An ‘all in one’ approach for simultaneous chemotherapeutic, photothermal and magnetic hyperthermia mediated by hybrid magnetic nanoparticles†
Abstract
Nanoscience and nanotechnology utilize nanoparticles to provide several remarkable applications in biomedical fields such as bio imaging, diagnosis of several diseases, and efficient drug delivery. Multifunctional magnetic nanoparticles (MNPs) are a significant type of nanomaterials that are capable of developing therapeutic as well as diagnostic (theragnostic) applications. Multifunctional hybrid magnetic nanoparticles, as efficient theragnostic representatives, have been developed. The hybrid magnetic nanoparticles (HMNP)-Au-MNPs have been assimilated into PLGA NPs along with two potent chemotherapeutic agents (curcumin and gemcitabine). Delivering chemotherapeutics into cancer cells with multiple targeting moieties is an attractive area in cancer therapeutics. In this study, the nanoconjugates have been tailored to target the pancreatic and breast cancer cells by attaching three specific targeting ligands (folate, transferrin and AS1411 aptamer).
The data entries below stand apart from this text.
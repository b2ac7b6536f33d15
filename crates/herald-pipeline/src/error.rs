//! Error types for pipeline operations.
//!
//! Provider-level variants drive retry decisions for SMS sends; the remaining
//! variants cover storage, ledger, lock and worker lifecycle failures.

use std::fmt;

use herald_core::CoreError;
use thiserror::Error;

/// Result type alias for pipeline operations.
pub type Result<T> = std::result::Result<T, PipelineError>;

/// Errors raised by the campaign pipeline.
#[derive(Debug, Clone, Error)]
pub enum PipelineError {
    /// Network-level connectivity failure talking to the provider.
    #[error("network connection failed: {message}")]
    Network {
        /// Error message describing the network failure
        message: String,
    },

    /// Provider call exceeded its timeout.
    #[error("provider timeout after {timeout_seconds}s")]
    Timeout {
        /// Number of seconds before the request timed out
        timeout_seconds: u64,
    },

    /// Provider rejected the message.
    #[error("provider rejected message: {code}")]
    ProviderRejected {
        /// Provider or HTTP error code
        code: String,
        /// Whether the provider indicated the send may succeed later
        retryable: bool,
    },

    /// Provider asked us to slow down.
    #[error("rate limited: retry after {retry_after_seconds}s")]
    RateLimited {
        /// Seconds to wait before retrying
        retry_after_seconds: u64,
    },

    /// Provider failed with a 5xx status.
    #[error("provider server error: HTTP {status_code}")]
    ServerError {
        /// HTTP status code (5xx)
        status_code: u16,
        /// Response body content
        body: String,
    },

    /// Database operation failed.
    #[error("database error: {message}")]
    Database {
        /// Database error message
        message: String,
    },

    /// Credit ledger refused or failed an operation.
    #[error("ledger error: {message}")]
    Ledger {
        /// Ledger error message
        message: String,
    },

    /// Worker lock store failed.
    #[error("lock error: {message}")]
    Lock {
        /// Lock error message
        message: String,
    },

    /// Invalid configuration.
    #[error("invalid configuration: {message}")]
    Configuration {
        /// Configuration error message
        message: String,
    },

    /// A job was claimed from a queue with no registered handler.
    #[error("no handler registered for queue {queue}")]
    NoHandler {
        /// Queue name
        queue: String,
    },

    /// A worker task panicked.
    #[error("worker {worker_id} panicked")]
    WorkerPanic {
        /// Identifier of the worker
        worker_id: usize,
    },

    /// Workers did not stop within the shutdown timeout.
    #[error("shutdown timed out after {timeout_seconds}s")]
    ShutdownTimeout {
        /// Seconds waited before giving up
        timeout_seconds: u64,
    },

    /// Worker shutdown requested.
    #[error("worker shutdown requested")]
    ShutdownRequested,

    /// Unexpected internal error.
    #[error("internal pipeline error: {message}")]
    Internal {
        /// Internal error message
        message: String,
    },
}

impl PipelineError {
    /// Creates a network error.
    pub fn network(message: impl Into<String>) -> Self {
        Self::Network { message: message.into() }
    }

    /// Creates a timeout error.
    pub fn timeout(timeout_seconds: u64) -> Self {
        Self::Timeout { timeout_seconds }
    }

    /// Creates a provider rejection.
    pub fn rejected(code: impl Into<String>, retryable: bool) -> Self {
        Self::ProviderRejected { code: code.into(), retryable }
    }

    /// Creates a rate limit error.
    pub fn rate_limited(retry_after_seconds: u64) -> Self {
        Self::RateLimited { retry_after_seconds }
    }

    /// Creates a server error.
    pub fn server_error(status_code: u16, body: impl Into<String>) -> Self {
        Self::ServerError { status_code, body: body.into() }
    }

    /// Creates a database error.
    pub fn database(message: impl Into<String>) -> Self {
        Self::Database { message: message.into() }
    }

    /// Creates a ledger error.
    pub fn ledger(message: impl Into<String>) -> Self {
        Self::Ledger { message: message.into() }
    }

    /// Creates a lock error.
    pub fn lock(message: impl Into<String>) -> Self {
        Self::Lock { message: message.into() }
    }

    /// Creates a configuration error.
    pub fn configuration(message: impl Into<String>) -> Self {
        Self::Configuration { message: message.into() }
    }

    /// Creates an internal error.
    pub fn internal(message: impl Into<String>) -> Self {
        Self::Internal { message: message.into() }
    }

    /// Returns true for failures that may succeed if the send is retried.
    ///
    /// Network errors, timeouts, 5xx, 429 and provider rejections flagged
    /// retryable qualify. 4xx rejections and lifecycle errors do not.
    pub fn is_retryable(&self) -> bool {
        match self {
            Self::Network { .. }
            | Self::Timeout { .. }
            | Self::ServerError { .. }
            | Self::RateLimited { .. }
            | Self::Database { .. } => true,

            Self::ProviderRejected { retryable, .. } => *retryable,

            Self::Ledger { .. }
            | Self::Lock { .. }
            | Self::Configuration { .. }
            | Self::NoHandler { .. }
            | Self::WorkerPanic { .. }
            | Self::ShutdownTimeout { .. }
            | Self::ShutdownRequested
            | Self::Internal { .. } => false,
        }
    }

    /// Returns the provider's retry-after hint, if any.
    pub fn retry_after_seconds(&self) -> Option<u64> {
        match self {
            Self::RateLimited { retry_after_seconds } => Some(*retry_after_seconds),
            _ => None,
        }
    }

    /// Short machine-readable code stored in `last_error` columns.
    pub fn code(&self) -> String {
        match self {
            Self::ProviderRejected { code, .. } => code.clone(),
            Self::ServerError { status_code, .. } => format!("HTTP_{status_code}"),
            Self::NoHandler { .. } => "NO_HANDLER".to_string(),
            other => ErrorCategory::from(other).to_string().to_uppercase(),
        }
    }
}

impl From<CoreError> for PipelineError {
    fn from(err: CoreError) -> Self {
        Self::database(err.to_string())
    }
}

impl From<serde_json::Error> for PipelineError {
    fn from(err: serde_json::Error) -> Self {
        Self::internal(format!("payload serialization failed: {err}"))
    }
}

/// Category of pipeline error for logs and monitoring.
#[derive(Debug, Clone, Copy, PartialEq, Eq)]
pub enum ErrorCategory {
    /// Network connectivity issues and timeouts.
    Network,
    /// Provider rejected the message.
    Provider,
    /// Provider server errors (5xx).
    Server,
    /// Rate limiting.
    RateLimit,
    /// Database operations.
    Database,
    /// Credit ledger.
    Ledger,
    /// Worker lock.
    Lock,
    /// Configuration problems.
    Configuration,
    /// Internal system errors.
    Internal,
}

impl From<&PipelineError> for ErrorCategory {
    fn from(error: &PipelineError) -> Self {
        match error {
            PipelineError::Network { .. } | PipelineError::Timeout { .. } => Self::Network,
            PipelineError::ProviderRejected { .. } => Self::Provider,
            PipelineError::ServerError { .. } => Self::Server,
            PipelineError::RateLimited { .. } => Self::RateLimit,
            PipelineError::Database { .. } => Self::Database,
            PipelineError::Ledger { .. } => Self::Ledger,
            PipelineError::Lock { .. } => Self::Lock,
            PipelineError::Configuration { .. } => Self::Configuration,
            PipelineError::NoHandler { .. }
            | PipelineError::WorkerPanic { .. }
            | PipelineError::ShutdownTimeout { .. }
            | PipelineError::ShutdownRequested
            | PipelineError::Internal { .. } => Self::Internal,
        }
    }
}

impl fmt::Display for ErrorCategory {
    fn fmt(&self, f: &mut fmt::Formatter<'_>) -> fmt::Result {
        match self {
            Self::Network => write!(f, "network"),
            Self::Provider => write!(f, "provider"),
            Self::Server => write!(f, "server"),
            Self::RateLimit => write!(f, "rate_limit"),
            Self::Database => write!(f, "database"),
            Self::Ledger => write!(f, "ledger"),
            Self::Lock => write!(f, "lock"),
            Self::Configuration => write!(f, "configuration"),
            Self::Internal => write!(f, "internal"),
        }
    }
}

#[cfg(test)]
mod tests {
    use super::*;

    #[test]
    fn retryable_errors_identified_correctly() {
        assert!(PipelineError::network("connection refused").is_retryable());
        assert!(PipelineError::timeout(10).is_retryable());
        assert!(PipelineError::server_error(503, "unavailable").is_retryable());
        assert!(PipelineError::rate_limited(60).is_retryable());
        assert!(PipelineError::rejected("THROTTLED", true).is_retryable());

        assert!(!PipelineError::rejected("INVALID_NUMBER", false).is_retryable());
        assert!(!PipelineError::ledger("exceeded").is_retryable());
        assert!(!PipelineError::ShutdownRequested.is_retryable());
        assert!(!PipelineError::NoHandler { queue: "automation-trigger".into() }.is_retryable());
    }

    #[test]
    fn rate_limit_retry_after_extracted() {
        assert_eq!(PipelineError::rate_limited(120).retry_after_seconds(), Some(120));
        assert_eq!(PipelineError::timeout(30).retry_after_seconds(), None);
    }

    #[test]
    fn codes_for_last_error_columns() {
        assert_eq!(PipelineError::rejected("OPTED_OUT", false).code(), "OPTED_OUT");
        assert_eq!(PipelineError::server_error(502, "").code(), "HTTP_502");
        assert_eq!(PipelineError::timeout(10).code(), "NETWORK");
        assert_eq!(PipelineError::NoHandler { queue: "x".into() }.code(), "NO_HANDLER");
    }

    #[test]
    fn error_display_format() {
        assert_eq!(PipelineError::timeout(30).to_string(), "provider timeout after 30s");
        assert_eq!(
            PipelineError::rejected("INVALID_NUMBER", false).to_string(),
            "provider rejected message: INVALID_NUMBER"
        );
    }
}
Moreover, we report a nanoparticle-based delivery system that can deliver therapeutic cargos to the cancer cells and can exert its lethality by three distinctive modes (chemotherapeutic, photothermal and magnetic hyperthermia) either independently or by the synergistic action of drug and hyperthermia. Overall our results display an ‘all in one’ approach with the same nanoformulation for the combined destruction of cancer cells. The developed nanoformulation was highly versatile in terms of the choice of implementing lethality, depending on the cancer type.